(Records from a data collection)

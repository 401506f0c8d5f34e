//! Arithmetic-only formula compiler.
//!
//! Grammar (whitespace ignored):
//!
//! ```text
//! expr    := term (('+' | '-') term)*
//! term    := unary (('*' | '/') unary)*
//! unary   := '-' unary | primary
//! primary := NUMBER | IDENT | '(' expr ')'
//! IDENT   := 'level' | name '.' ('base' | 'perLevel')
//! ```
//!
//! `level` is the only runtime variable. Dotted references read a linear rule
//! from the same species and are folded to constants at compile time, so a
//! compiled formula is a closure over `level` and nothing else.

use std::fmt;
use std::sync::Arc;

use crate::common::error::FormulaError;

/// Compiled formula: `level -> raw value`.
#[derive(Clone)]
pub struct Formula {
    source: String,
    eval: Arc<dyn Fn(f64) -> f64 + Send + Sync>,
}

impl Formula {
    /// Compile `source`, resolving dotted references through `lookup`.
    pub fn compile(
        source: &str,
        lookup: &dyn Fn(&str, &str) -> Option<f64>,
    ) -> Result<Self, FormulaError> {
        let tokens = tokenize(source)?;
        let mut parser = Parser {
            tokens,
            pos: 0,
            lookup,
        };
        let expr = parser.expr()?;
        if let Some(token) = parser.peek() {
            return Err(FormulaError::UnexpectedToken {
                found: token.to_string(),
            });
        }
        Ok(Self {
            source: source.to_string(),
            eval: Arc::from(build(expr)),
        })
    }

    pub fn eval(&self, level: f64) -> f64 {
        (self.eval)(level)
    }

}

impl fmt::Debug for Formula {
    fn fmt(&self, f: &mut fmt::Formatter<'_>) -> fmt::Result {
        f.debug_tuple("Formula").field(&self.source).finish()
    }
}

#[derive(Debug, Clone, PartialEq)]
enum Token {
    Number(f64),
    Ident(String),
    Plus,
    Minus,
    Star,
    Slash,
    LParen,
    RParen,
}

impl fmt::Display for Token {
    fn fmt(&self, f: &mut fmt::Formatter<'_>) -> fmt::Result {
        match self {
            Token::Number(n) => write!(f, "{}", n),
            Token::Ident(name) => write!(f, "{}", name),
            Token::Plus => write!(f, "+"),
            Token::Minus => write!(f, "-"),
            Token::Star => write!(f, "*"),
            Token::Slash => write!(f, "/"),
            Token::LParen => write!(f, "("),
            Token::RParen => write!(f, ")"),
        }
    }
}

fn tokenize(source: &str) -> Result<Vec<Token>, FormulaError> {
    let mut tokens = Vec::new();
    let mut chars = source.char_indices().peekable();

    while let Some(&(offset, c)) = chars.peek() {
        match c {
            c if c.is_whitespace() => {
                chars.next();
            }
            '+' | '-' | '*' | '/' | '(' | ')' => {
                chars.next();
                tokens.push(match c {
                    '+' => Token::Plus,
                    '-' => Token::Minus,
                    '*' => Token::Star,
                    '/' => Token::Slash,
                    '(' => Token::LParen,
                    _ => Token::RParen,
                });
            }
            c if c.is_ascii_digit() || c == '.' => {
                let mut literal = String::new();
                while let Some(&(_, d)) = chars.peek() {
                    if d.is_ascii_digit() || d == '.' {
                        literal.push(d);
                        chars.next();
                    } else {
                        break;
                    }
                }
                let value = literal
                    .parse::<f64>()
                    .map_err(|_| FormulaError::InvalidNumber { literal })?;
                tokens.push(Token::Number(value));
            }
            c if c.is_ascii_alphabetic() || c == '_' => {
                let mut name = String::new();
                while let Some(&(_, d)) = chars.peek() {
                    if d.is_ascii_alphanumeric() || d == '_' || d == '.' {
                        name.push(d);
                        chars.next();
                    } else {
                        break;
                    }
                }
                tokens.push(Token::Ident(name));
            }
            other => {
                return Err(FormulaError::UnexpectedChar {
                    found: other,
                    offset,
                })
            }
        }
    }

    Ok(tokens)
}

#[derive(Debug)]
enum Expr {
    Const(f64),
    Level,
    Neg(Box<Expr>),
    Binary(BinOp, Box<Expr>, Box<Expr>),
}

#[derive(Debug, Clone, Copy)]
enum BinOp {
    Add,
    Sub,
    Mul,
    Div,
}

struct Parser<'a> {
    tokens: Vec<Token>,
    pos: usize,
    lookup: &'a dyn Fn(&str, &str) -> Option<f64>,
}

impl Parser<'_> {
    fn peek(&self) -> Option<&Token> {
        self.tokens.get(self.pos)
    }

    fn next(&mut self) -> Option<Token> {
        let token = self.tokens.get(self.pos).cloned();
        self.pos += 1;
        token
    }

    fn expr(&mut self) -> Result<Expr, FormulaError> {
        let mut lhs = self.term()?;
        loop {
            let op = match self.peek() {
                Some(Token::Plus) => BinOp::Add,
                Some(Token::Minus) => BinOp::Sub,
                _ => return Ok(lhs),
            };
            self.pos += 1;
            let rhs = self.term()?;
            lhs = Expr::Binary(op, Box::new(lhs), Box::new(rhs));
        }
    }

    fn term(&mut self) -> Result<Expr, FormulaError> {
        let mut lhs = self.unary()?;
        loop {
            let op = match self.peek() {
                Some(Token::Star) => BinOp::Mul,
                Some(Token::Slash) => BinOp::Div,
                _ => return Ok(lhs),
            };
            self.pos += 1;
            let rhs = self.unary()?;
            lhs = Expr::Binary(op, Box::new(lhs), Box::new(rhs));
        }
    }

    fn unary(&mut self) -> Result<Expr, FormulaError> {
        if self.peek() == Some(&Token::Minus) {
            self.pos += 1;
            return Ok(Expr::Neg(Box::new(self.unary()?)));
        }
        self.primary()
    }

    fn primary(&mut self) -> Result<Expr, FormulaError> {
        match self.next() {
            Some(Token::Number(value)) => Ok(Expr::Const(value)),
            Some(Token::Ident(name)) => self.identifier(name),
            Some(Token::LParen) => {
                let inner = self.expr()?;
                match self.next() {
                    Some(Token::RParen) => Ok(inner),
                    Some(other) => Err(FormulaError::UnexpectedToken {
                        found: other.to_string(),
                    }),
                    None => Err(FormulaError::UnexpectedEnd),
                }
            }
            Some(other) => Err(FormulaError::UnexpectedToken {
                found: other.to_string(),
            }),
            None => Err(FormulaError::UnexpectedEnd),
        }
    }

    fn identifier(&self, name: String) -> Result<Expr, FormulaError> {
        if name == "level" {
            return Ok(Expr::Level);
        }
        name.split_once('.')
            .and_then(|(attribute, field)| (self.lookup)(attribute, field))
            .map(Expr::Const)
            .ok_or(FormulaError::UnknownIdentifier { name })
    }
}

type Compiled = Box<dyn Fn(f64) -> f64 + Send + Sync>;

fn build(expr: Expr) -> Compiled {
    match expr {
        Expr::Const(value) => Box::new(move |_| value),
        Expr::Level => Box::new(|level| level),
        Expr::Neg(inner) => {
            let inner = build(*inner);
            Box::new(move |level| -inner(level))
        }
        Expr::Binary(op, lhs, rhs) => {
            let lhs = build(*lhs);
            let rhs = build(*rhs);
            match op {
                BinOp::Add => Box::new(move |level| lhs(level) + rhs(level)),
                BinOp::Sub => Box::new(move |level| lhs(level) - rhs(level)),
                BinOp::Mul => Box::new(move |level| lhs(level) * rhs(level)),
                BinOp::Div => Box::new(move |level| lhs(level) / rhs(level)),
            }
        }
    }
}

## [Activity]
When a line in the data contains the string "build", copy that line.

## [Output for this task]
            eval: Arc::from(build(expr)),
fn build(expr: Expr) -> Compiled {
            let inner = build(*inner);
            let lhs = build(*lhs);
            let rhs = build(*rhs);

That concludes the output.